L’humilité consiste aussi à intégrer nos fragilités, personnelles, communautaires et ecclésiales. Dans la parabole du semeur (Mt 13, 1-9), sont d’abord nommés trois lieux stériles avant la bonne terre. Il n’y a pas d’ensemencement dans la bonne terre sans les trois premiers échecs. Si l’on ne veut pas faire droit aux aridités, aux épines et aux rocailles, il n’y aura pas de fécondité 30, 60, ou 100 pour un. En voulant aller trop vite vers la perfection, on lit la parabole comme les pharisiens qui veulent trouver la solution pour réussir leur vie spirituelle, être des bons croyants, sans prendre en compte les choses négatives qu’ils portent en eux. Dieu va utiliser les échecs, le temps et les faiblesses pour la mission, par le rayonnement de son amour de miséricorde. La fécondité apostolique découle de la croix du Christ. Elle est donc donnée à des personnes unies au mystère pascal, qui acceptent de mourir pour donner la vie, comme le grain de blé tombé en terre (Jn 12, 24).

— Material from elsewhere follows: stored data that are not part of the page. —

//! comfyrun HTTP service library.
//!
//! Exposes configuration, state, error handling and routes so the binary
//! entrypoint and the integration tests build the same application.

pub mod background;
pub mod config;
pub mod error;
pub mod handlers;
pub mod router;
pub mod routes;
pub mod state;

La recherche du succès, des grands nombres et des réussites n’est pas la perspective de l’Évangile, ni celle de l’Église. Cela n’empêche pas, au contraire, de désirer ardemment le salut de personnes de plus en plus nombreuses.

Entendre les souffrances du monde

Dieu a entendu les souffrances de son peuple, alors esclave en Égypte. Une démarche synodale consiste à entendre les souffrances du monde comme des appels à consoler et à servir. À la suite de Jésus, l’Église cherche à être toujours davantage la maison de la consolation. Cette charité est la porte d’entrée de toute évangélisation. Une démarche synodale procède donc de cette charité-là.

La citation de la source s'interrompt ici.